** TASK DESCRIPTION **
Only the count is needed. Count the lines below with the word "sorts" in them.

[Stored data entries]
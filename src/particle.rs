//! Core particle record.
//!
//! Particles are reordered in place by the pipeline (type sorts, group
//! sorts, reference-frame shifts); only [`Particle::id`] is guaranteed to
//! survive as a link back to the input ordering. Transient per-particle
//! state (sort keys, outlier scores, provenance tags) lives in parallel
//! arrays owned by the phase that needs it, never on the record itself.

use glam::DVec3;
use serde::{Deserialize, Serialize};

/// Closed set of particle species the finder distinguishes.
#[derive(Clone, Copy, Debug, PartialEq, Eq, Hash, Serialize, Deserialize)]
pub enum ParticleType {
  /// Collisionless dark matter. Drives every structure search.
  Dark,
  /// Gas. Carries internal energy; associated to structures after the
  /// dark-matter hierarchy is final.
  Gas,
  /// Stars. Associated like gas, without the thermal-energy term.
  Star,
  /// Anything else (tracers, black holes). Ignored by the searches.
  Other,
}

impl ParticleType {
  /// Whether this species participates in the baryon association pass.
  pub fn is_baryon(self) -> bool {
    matches!(self, ParticleType::Gas | ParticleType::Star)
  }
}

/// One particle of the input snapshot.
#[derive(Clone, Copy, Debug)]
pub struct Particle {
  /// Stable index into the original input. Survives every in-place
  /// reorder the pipeline performs.
  pub id: i64,

  /// Species tag.
  pub ptype: ParticleType,

  /// Position in simulation length units.
  pub position: DVec3,

  /// Peculiar velocity in simulation velocity units.
  pub velocity: DVec3,

  /// Mass in simulation mass units.
  pub mass: f64,

  /// Internal (thermal) energy per unit mass. Zero for collisionless
  /// species.
  pub internal_energy: f64,

  /// Metallicity. Zero when the snapshot does not carry it.
  pub metallicity: f64,

  /// Stellar age. Zero for non-star species.
  pub age: f64,
}

impl Particle {
  /// Create a dark-matter particle with the given phase-space coordinates.
  pub fn dark(id: i64, position: DVec3, velocity: DVec3, mass: f64) -> Self {
    Self {
      id,
      ptype: ParticleType::Dark,
      position,
      velocity,
      mass,
      internal_energy: 0.0,
      metallicity: 0.0,
      age: 0.0,
    }
  }

  /// Create a gas particle with internal energy `u`.
  pub fn gas(id: i64, position: DVec3, velocity: DVec3, mass: f64, u: f64) -> Self {
    Self {
      id,
      ptype: ParticleType::Gas,
      position,
      velocity,
      mass,
      internal_energy: u,
      metallicity: 0.0,
      age: 0.0,
    }
  }

  /// Create a star particle.
  pub fn star(id: i64, position: DVec3, velocity: DVec3, mass: f64) -> Self {
    Self {
      id,
      ptype: ParticleType::Star,
      position,
      velocity,
      mass,
      internal_energy: 0.0,
      metallicity: 0.0,
      age: 0.0,
    }
  }
}

/// Minimum-image separation of two positions in a periodic box of length
/// `period` per axis. With `period <= 0` this is the plain difference.
#[inline]
pub fn periodic_delta(a: DVec3, b: DVec3, period: f64) -> DVec3 {
  let mut d = a - b;
  if period > 0.0 {
    let half = 0.5 * period;
    for k in 0..3 {
      if d[k] > half {
        d[k] -= period;
      } else if d[k] < -half {
        d[k] += period;
      }
    }
  }
  d
}

/// Squared minimum-image distance.
#[inline]
pub fn periodic_dist2(a: DVec3, b: DVec3, period: f64) -> f64 {
  periodic_delta(a, b, period).length_squared()
}

#[cfg(test)]
mod tests {
  use super::*;

  #[test]
  fn test_periodic_delta_wraps() {
    let a = DVec3::new(0.95, 0.0, 0.0);
    let b = DVec3::new(0.05, 0.0, 0.0);
    let d = periodic_delta(a, b, 1.0);
    assert!((d.x - (-0.1)).abs() < 1e-12, "wrap across x failed: {d:?}");
    assert_eq!(d.y, 0.0);
  }

  #[test]
  fn test_periodic_delta_nonperiodic() {
    let a = DVec3::new(0.95, 0.0, 0.0);
    let b = DVec3::new(0.05, 0.0, 0.0);
    let d = periodic_delta(a, b, 0.0);
    assert!((d.x - 0.9).abs() < 1e-12);
  }

  #[test]
  fn test_species_helpers() {
    assert!(ParticleType::Gas.is_baryon());
    assert!(ParticleType::Star.is_baryon());
    assert!(!ParticleType::Dark.is_baryon());
    let p = Particle::gas(7, DVec3::ZERO, DVec3::ZERO, 1.0, 2.5);
    assert_eq!(p.internal_energy, 2.5);
    assert_eq!(p.ptype, ParticleType::Gas);
  }
}
//! Pipeline driver.
//!
//! Wires the phases together: field search -> substructure recursion ->
//! bound-halo filtering -> baryon association -> catalog assembly. All
//! mutable search state lives on the [`PipelineContext`] created for the
//! invocation; nothing survives between runs.

use tracing::{debug, info, info_span};

use crate::catalog::Catalog;
use crate::config::{PartSearchType, SearchConfig};
use crate::error::Result;
use crate::groups::{self, UNGROUPED};
use crate::hierarchy::StructureHierarchy;
use crate::particle::{Particle, ParticleType};
use crate::search::{search_full_set, search_sub_sub};
use crate::unbind::Unbinder;

/// Per-invocation pipeline state.
pub struct PipelineContext {
  pub config: SearchConfig,
  /// Largest velocity variance scale seen across all halo grids; the
  /// fallback for degenerate local estimates and the baryon window.
  pub halo_vel_disp_scale: f64,
  /// Structure hierarchy built by the searches.
  pub hierarchy: StructureHierarchy,
}

impl PipelineContext {
  pub fn new(config: SearchConfig) -> Self {
    Self {
      config,
      halo_vel_disp_scale: 0.0,
      hierarchy: StructureHierarchy::new(),
    }
  }
}

/// Run the full search pipeline over a particle snapshot.
///
/// Particles may arrive in any order; the catalog's per-particle ids are
/// reported in the order given here. The unbinder hook is invoked after
/// every substructure search and once more after baryon association.
pub fn run_pipeline(
  particles: &[Particle],
  config: &SearchConfig,
  unbinder: &dyn Unbinder,
) -> Result<Catalog> {
  config.validate()?;
  let _span = info_span!("run_pipeline", n = particles.len()).entered();
  let mut ctx = PipelineContext::new(config.clone());
  let cfg = config;

  // Split the input into the search set and the baryon set. In
  // all-species mode everything is searched together and baryons are
  // reconsidered afterwards; in dark mode only dark matter is searched.
  let all_mode = cfg.part_search_type == PartSearchType::All;
  let mut search_idx: Vec<usize> = Vec::new();
  let mut baryon_idx: Vec<usize> = Vec::new();
  for (i, p) in particles.iter().enumerate() {
    match p.ptype {
      ParticleType::Dark => search_idx.push(i),
      ParticleType::Gas | ParticleType::Star => {
        if all_mode {
          search_idx.push(i);
        }
        baryon_idx.push(i);
      }
      ParticleType::Other => {}
    }
  }
  let mut search_parts: Vec<Particle> = search_idx.iter().map(|&i| particles[i]).collect();
  info!(
    nsearch = search_parts.len(),
    nbaryons = baryon_idx.len(),
    "pipeline start"
  );

  // Field haloes.
  let out = search_full_set(cfg, &mut search_parts, &mut ctx.hierarchy)?;
  let mut pfof = out.pfof;
  let mut ngroups = out.ngroups;
  let nhalos = ngroups;

  // Substructure recursion.
  search_sub_sub(
    cfg,
    &search_parts,
    &mut pfof,
    &mut ngroups,
    &mut ctx.hierarchy,
    &mut ctx.halo_vel_disp_scale,
    unbinder,
  );

  // Bound field haloes, when requested and baryons will not re-open the
  // groups anyway.
  if cfg.bound_halos && !cfg.baryon_search && ngroups > 0 {
    let removed = unbinder.unbind(&search_parts, &mut pfof, ngroups);
    if removed > 0 {
      debug!(removed, "halo unbinding removed particles");
      ngroups = renumber_after_removal(cfg, &mut pfof, ngroups, &mut ctx.hierarchy);
    }
  }

  // Baryon association.
  if cfg.baryon_search && !baryon_idx.is_empty() {
    ngroups = associate_baryons(
      &mut ctx,
      particles,
      &search_idx,
      &baryon_idx,
      &mut search_parts,
      &mut pfof,
      ngroups,
      nhalos,
      unbinder,
    );
  }

  // Assemble the catalog in original input order. In dark mode the
  // associated baryons were appended after the search set.
  let mut group_ids = vec![UNGROUPED; particles.len()];
  for (k, &i) in search_idx.iter().enumerate() {
    group_ids[i] = pfof[k];
  }
  if pfof.len() > search_idx.len() {
    for (j, &i) in baryon_idx.iter().enumerate() {
      group_ids[i] = pfof[search_idx.len() + j];
    }
  }
  ctx.hierarchy.prune_dead();
  let flat = ctx.hierarchy.flatten(ngroups);
  let catalog = Catalog::assemble(group_ids, ngroups, &flat);
  info!(
    ngroups,
    levels = ctx.hierarchy.depth(),
    "pipeline done"
  );
  Ok(catalog)
}

/// Dissolve undersized groups, compact ids and push the renumbering
/// through the hierarchy. Keeps relative id order.
fn renumber_after_removal(
  cfg: &SearchConfig,
  pfof: &mut [usize],
  ngroups: usize,
  hierarchy: &mut StructureHierarchy,
) -> usize {
  groups::dissolve_small(pfof, ngroups, cfg.min_size);
  let (ng, map) = groups::compact_labels(pfof, ngroups);
  hierarchy.renumber(&map);
  hierarchy.prune_dead();
  ng
}

/// Baryon association plus the optional post-association unbinding and
/// reordering. Returns the (possibly reduced) group count.
#[allow(clippy::too_many_arguments)]
fn associate_baryons(
  ctx: &mut PipelineContext,
  particles: &[Particle],
  search_idx: &[usize],
  baryon_idx: &[usize],
  search_parts: &mut Vec<Particle>,
  pfof: &mut Vec<usize>,
  ngroups: usize,
  nhalos: usize,
  unbinder: &dyn Unbinder,
) -> usize {
  let cfg = &ctx.config;
  let all_mode = cfg.part_search_type == PartSearchType::All;
  let _span = info_span!("associate_baryons", nbaryons = baryon_idx.len()).entered();

  // Dark-matter view: in all-species mode the search set contains the
  // baryons too, so carve out the dark prefix by type.
  let dark_pos: Vec<usize> = (0..search_parts.len())
    .filter(|&k| search_parts[k].ptype == ParticleType::Dark)
    .collect();
  let dark: Vec<Particle> = dark_pos.iter().map(|&k| search_parts[k]).collect();
  let pfof_dark: Vec<usize> = dark_pos.iter().map(|&k| pfof[k]).collect();

  let baryons: Vec<Particle> = baryon_idx.iter().map(|&i| particles[i]).collect();
  let mut pfof_baryons: Vec<usize> = if all_mode {
    // labels the baryons picked up in the all-species FOF
    let mut by_input = vec![UNGROUPED; particles.len()];
    for (k, &i) in search_idx.iter().enumerate() {
      by_input[i] = pfof[k];
    }
    baryon_idx.iter().map(|&i| by_input[i]).collect()
  } else {
    vec![UNGROUPED; baryons.len()]
  };

  crate::baryons::search_baryons(
    cfg,
    &dark,
    &pfof_dark,
    ngroups,
    &baryons,
    &mut pfof_baryons,
    ctx.halo_vel_disp_scale,
  );

  // Fold the baryon labels back into the search-set label array. In dark
  // mode the baryons were not part of the search set: append them so the
  // unified label array covers dark + baryons.
  if all_mode {
    let mut baryon_pos = 0usize;
    for (k, part) in search_parts.iter().enumerate() {
      if part.ptype.is_baryon() {
        pfof[k] = pfof_baryons[baryon_pos];
        baryon_pos += 1;
      }
    }
  } else {
    search_parts.extend(baryons.iter().copied());
    pfof.extend(pfof_baryons.iter().copied());
  }

  // Re-run unbinding over the unified dark + baryon groups, then restore
  // size ordering (by dark-matter content) and repatch the hierarchy.
  let removed = unbinder.unbind(search_parts, pfof, ngroups);
  if removed == 0 {
    return ngroups;
  }
  debug!(removed, "post-association unbinding removed particles");
  groups::dissolve_small(pfof, ngroups, ctx.config.min_size);

  // Order by dark-matter count; with inclusive ordering field haloes are
  // lifted above every substructure first.
  let mut dark_counts = vec![0usize; ngroups + 1];
  for (k, part) in search_parts.iter().enumerate() {
    if part.ptype == ParticleType::Dark && pfof[k] != UNGROUPED {
      dark_counts[pfof[k]] += 1;
    }
  }
  if ctx.config.inclusive_halo {
    let total_grouped: usize = dark_counts[1..].iter().sum();
    for g in 1..=nhalos.min(ngroups) {
      if dark_counts[g] > 0 {
        dark_counts[g] += total_grouped;
      }
    }
  }
  let mut first_id = vec![i64::MAX; ngroups + 1];
  for (k, part) in search_parts.iter().enumerate() {
    let g = pfof[k];
    if g != UNGROUPED && part.id < first_id[g] {
      first_id[g] = part.id;
    }
  }
  let mut order: Vec<usize> = (1..=ngroups).filter(|&g| dark_counts[g] > 0).collect();
  order.sort_by(|&a, &b| {
    dark_counts[b]
      .cmp(&dark_counts[a])
      .then_with(|| first_id[a].cmp(&first_id[b]))
  });
  let mut map = vec![0usize; ngroups + 1];
  for (rank, &g) in order.iter().enumerate() {
    map[g] = rank + 1;
  }
  for label in pfof.iter_mut() {
    *label = map[*label];
  }
  ctx.hierarchy.renumber(&map);
  ctx.hierarchy.prune_dead();
  order.len()
}

#[cfg(test)]
#[path = "pipeline_test.rs"]
mod pipeline_test;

** YOUR RESPONSE **
2